LIP BALMSLip balms are fun and easy to make - to be honest, it's the flavouring that's the hardest bit. A lot of companies use scent, not flavouring, so go for a lip safe fragrance (Brambleberry has some great choices) and you'll save yourself the headache of learning to sweeten properly. (You can include some essential oils that also have a taste, but avoid the citrus ones - I know, I love lime! - because they can make you photosensitive!
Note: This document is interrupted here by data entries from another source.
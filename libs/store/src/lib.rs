//! # rota-store
//!
//! File-backed stores for the dutyrota system:
//!
//! - [`RosterStore`]: members and their active flags
//! - [`AreaStore`]: areas and headcounts, order-preserving
//! - [`HistoryStore`]: the append-only assignment history
//!
//! Each store owns one versioned JSON file under the data directory.
//! Saves are atomic (write to a temp file, then rename). A missing file
//! is a cold start and loads as empty; a present but invalid file is a
//! typed error, never silently tolerated.

mod areas;
mod error;
mod fsio;
mod history;
mod paths;
mod roster;

pub use areas::AreaStore;
pub use error::StoreError;
pub use history::HistoryStore;
pub use paths::DataDir;
pub use roster::RosterStore;
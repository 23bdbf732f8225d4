//! Area commands (cleaning area management).
//!
//! The list order matters: shortfall fills areas front to back and
//! overflow rotates over the list, so areas are shown and stored in
//! the order they were added.

use anyhow::Result;
use clap::{Args, Subcommand};
use serde::Serialize;
use tabled::Tabled;

use rota_model::AreaName;

use crate::output::{print_output, print_success};

use super::CommandContext;

/// Area commands.
#[derive(Debug, Args)]
pub struct AreasCommand {
    #[command(subcommand)]
    command: AreasSubcommand,
}

#[derive(Debug, Subcommand)]
enum AreasSubcommand {
    /// List all areas in priority order.
    List,

    /// Add a new area at the end of the list.
    Add(AddAreaArgs),

    /// Remove an area.
    Remove(AreaNameArg),

    /// Change an area's required headcount.
    SetHeadcount(SetHeadcountArgs),
}

#[derive(Debug, Args)]
struct AddAreaArgs {
    /// Area name.
    name: AreaName,

    /// Required headcount (at least 1).
    #[arg(long, default_value = "1")]
    headcount: u32,
}

#[derive(Debug, Args)]
struct AreaNameArg {
    /// Area name.
    name: AreaName,
}

#[derive(Debug, Args)]
struct SetHeadcountArgs {
    /// Area name.
    name: AreaName,

    /// New required headcount (at least 1).
    headcount: u32,
}

impl AreasCommand {
    pub fn run(self, ctx: CommandContext) -> Result<()> {
        match self.command {
            AreasSubcommand::List => list_areas(ctx),
            AreasSubcommand::Add(args) => add_area(ctx, args),
            AreasSubcommand::Remove(args) => remove_area(ctx, args.name),
            AreasSubcommand::SetHeadcount(args) => set_headcount(ctx, args),
        }
    }
}

/// Area row for display.
#[derive(Debug, Serialize, Tabled)]
struct AreaRow {
    #[tabled(rename = "Area")]
    name: String,

    #[tabled(rename = "Headcount")]
    headcount: u32,
}

fn list_areas(ctx: CommandContext) -> Result<()> {
    let areas = ctx.area_store().load()?;

    let rows: Vec<AreaRow> = areas
        .areas()
        .iter()
        .map(|a| AreaRow {
            name: a.name.to_string(),
            headcount: a.headcount,
        })
        .collect();

    print_output(&rows, ctx.format);
    Ok(())
}

fn add_area(ctx: CommandContext, args: AddAreaArgs) -> Result<()> {
    let store = ctx.area_store();
    let mut areas = store.load()?;
    areas.add(args.name.clone(), args.headcount)?;
    store.save(&areas)?;

    print_success(&format!(
        "Added area '{}' with headcount {}.",
        args.name, args.headcount
    ));
    Ok(())
}

fn remove_area(ctx: CommandContext, name: AreaName) -> Result<()> {
    let store = ctx.area_store();
    let mut areas = store.load()?;
    areas.remove(&name)?;
    store.save(&areas)?;

    print_success(&format!("Removed area '{name}'."));
    Ok(())
}

fn set_headcount(ctx: CommandContext, args: SetHeadcountArgs) -> Result<()> {
    let store = ctx.area_store();
    let mut areas = store.load()?;
    areas.set_headcount(&args.name, args.headcount)?;
    store.save(&areas)?;

    print_success(&format!(
        "Area '{}' now requires {} members.",
        args.name, args.headcount
    ));
    Ok(())
}
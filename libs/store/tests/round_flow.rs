//! Integration tests for the full round flow.
//!
//! These tests verify the path a CLI invocation takes:
//! 1. Load roster and areas from disk
//! 2. Derive the most-recent-round mapping from history
//! 3. Generate a round and append it
//! 4. Reload and observe the new state

use chrono::{TimeZone, Utc};
use rand::rngs::StdRng;
use rand::SeedableRng;

use rota_allocate::{generate_round, StaffingSummary};
use rota_model::{AreaList, MemberName, Roster};
use rota_store::{AreaStore, DataDir, HistoryStore, RosterStore};

fn seeded_stores(dir: &std::path::Path) -> (RosterStore, AreaStore, HistoryStore) {
    let data_dir = DataDir::resolve(Some(dir.to_path_buf())).unwrap();

    let roster_store = RosterStore::new(data_dir.members_file());
    let mut roster = Roster::new();
    for name in ["Alice", "Bob", "Carol", "Dave"] {
        roster.add(name.parse().unwrap()).unwrap();
    }
    roster_store.save(&roster).unwrap();

    let area_store = AreaStore::new(data_dir.areas_file());
    let mut areas = AreaList::new();
    areas.add("Floor".parse().unwrap(), 2).unwrap();
    areas.add("Window".parse().unwrap(), 2).unwrap();
    area_store.save(&areas).unwrap();

    let history_store = HistoryStore::new(data_dir.history_file());
    (roster_store, area_store, history_store)
}

#[test]
fn test_generate_and_append_two_rounds() {
    let dir = tempfile::tempdir().unwrap();
    let (roster_store, area_store, history_store) = seeded_stores(dir.path());

    let roster = roster_store.load().unwrap();
    let areas = area_store.load().unwrap();
    let active = roster.active_names();

    let summary = StaffingSummary::new(active.len(), areas.areas());
    assert!(summary.is_balanced());

    // First round: cold start, empty previous mapping.
    let previous = history_store.latest_mapping().unwrap();
    assert!(previous.is_empty());

    let mut rng = StdRng::seed_from_u64(42);
    let first = generate_round(
        Utc.timestamp_opt(1_000, 0).unwrap(),
        &active,
        areas.areas(),
        &previous,
        &mut rng,
    );
    assert_eq!(first.len(), 4);
    history_store.append_round(&first).unwrap();

    // Second round sees the first as its previous mapping.
    let previous = history_store.latest_mapping().unwrap();
    assert_eq!(previous.len(), 4);

    let second = generate_round(
        Utc.timestamp_opt(2_000, 0).unwrap(),
        &active,
        areas.areas(),
        &previous,
        &mut rng,
    );
    history_store.append_round(&second).unwrap();

    // With two areas of equal headcount, the preference rule means
    // nobody keeps their area across the two rounds.
    for assignment in &second.assignments {
        assert_ne!(
            previous.get(&assignment.member),
            Some(&assignment.area),
            "{} repeated {}",
            assignment.member,
            assignment.area
        );
    }

    let records = history_store.load().unwrap();
    assert_eq!(records.len(), 8);
    assert_eq!(rota_model::rounds(&records).len(), 2);
}

#[test]
fn test_deactivated_member_sits_out() {
    let dir = tempfile::tempdir().unwrap();
    let (roster_store, area_store, history_store) = seeded_stores(dir.path());

    let mut roster = roster_store.load().unwrap();
    roster
        .set_active(&"Dave".parse::<MemberName>().unwrap(), false)
        .unwrap();
    roster_store.save(&roster).unwrap();

    let roster = roster_store.load().unwrap();
    let areas = area_store.load().unwrap();
    let active = roster.active_names();
    assert_eq!(active.len(), 3);

    let summary = StaffingSummary::new(active.len(), areas.areas());
    assert!(!summary.is_balanced());

    let mut rng = StdRng::seed_from_u64(7);
    let round = generate_round(
        Utc.timestamp_opt(1_000, 0).unwrap(),
        &active,
        areas.areas(),
        &history_store.latest_mapping().unwrap(),
        &mut rng,
    );

    // Shortfall: three members across four slots, Window goes short.
    assert_eq!(round.len(), 3);
    assert!(round
        .assignments
        .iter()
        .all(|a| a.member.as_str() != "Dave"));
}
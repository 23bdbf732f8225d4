//! Member commands (roster management).

use anyhow::Result;
use clap::{Args, Subcommand};
use serde::Serialize;
use tabled::Tabled;

use rota_model::MemberName;

use crate::output::{print_output, print_success};

use super::CommandContext;

/// Member commands.
#[derive(Debug, Args)]
pub struct MembersCommand {
    #[command(subcommand)]
    command: MembersSubcommand,
}

#[derive(Debug, Subcommand)]
enum MembersSubcommand {
    /// List all roster members.
    List,

    /// Add a new active member.
    Add(MemberNameArg),

    /// Remove a member from the roster.
    Remove(MemberNameArg),

    /// Mark a member as active.
    Activate(MemberNameArg),

    /// Mark a member as inactive (kept on the roster, excluded from
    /// new rounds).
    Deactivate(MemberNameArg),
}

#[derive(Debug, Args)]
struct MemberNameArg {
    /// Member name.
    name: MemberName,
}

impl MembersCommand {
    pub fn run(self, ctx: CommandContext) -> Result<()> {
        match self.command {
            MembersSubcommand::List => list_members(ctx),
            MembersSubcommand::Add(args) => add_member(ctx, args.name),
            MembersSubcommand::Remove(args) => remove_member(ctx, args.name),
            MembersSubcommand::Activate(args) => set_active(ctx, args.name, true),
            MembersSubcommand::Deactivate(args) => set_active(ctx, args.name, false),
        }
    }
}

/// Member row for display.
#[derive(Debug, Serialize, Tabled)]
struct MemberRow {
    #[tabled(rename = "Name")]
    name: String,

    #[tabled(rename = "Active")]
    active: bool,
}

fn list_members(ctx: CommandContext) -> Result<()> {
    let roster = ctx.roster_store().load()?;

    let rows: Vec<MemberRow> = roster
        .members()
        .iter()
        .map(|m| MemberRow {
            name: m.name.to_string(),
            active: m.active,
        })
        .collect();

    print_output(&rows, ctx.format);
    Ok(())
}

fn add_member(ctx: CommandContext, name: MemberName) -> Result<()> {
    let store = ctx.roster_store();
    let mut roster = store.load()?;
    roster.add(name.clone())?;
    store.save(&roster)?;

    print_success(&format!("Added member '{name}'."));
    Ok(())
}

fn remove_member(ctx: CommandContext, name: MemberName) -> Result<()> {
    let store = ctx.roster_store();
    let mut roster = store.load()?;
    roster.remove(&name)?;
    store.save(&roster)?;

    print_success(&format!("Removed member '{name}'."));
    Ok(())
}

fn set_active(ctx: CommandContext, name: MemberName, active: bool) -> Result<()> {
    let store = ctx.roster_store();
    let mut roster = store.load()?;
    roster.set_active(&name, active)?;
    store.save(&roster)?;

    let state = if active { "active" } else { "inactive" };
    print_success(&format!("Member '{name}' is now {state}."));
    Ok(())
}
Mint is always nice, as is vanilla.)
There's quite a simple formula you can use, and you can tweak to your heart's content. (This is a formula created by Majestic Mountain Sage and it's the best one I've found...)
25% soft butter (coconut oil, shea butter, mango butter)
15% solid butter (cocoa butter)
40% liquid oil
(If you want to make this a vegan friendly lip balm, use 10% candellia wax and up the soft butter by 5% and the solid butter by 5%)
My personal favourites...
25% soft butter - aloe butter (10%) and shea butter (15%)
15% cocoa butter
40% liquid oil - aloe oil (10% soothing), calendula oil (2%, soothing), castor oil (10%, for shine), and shea or fractionated coconut oil (18%)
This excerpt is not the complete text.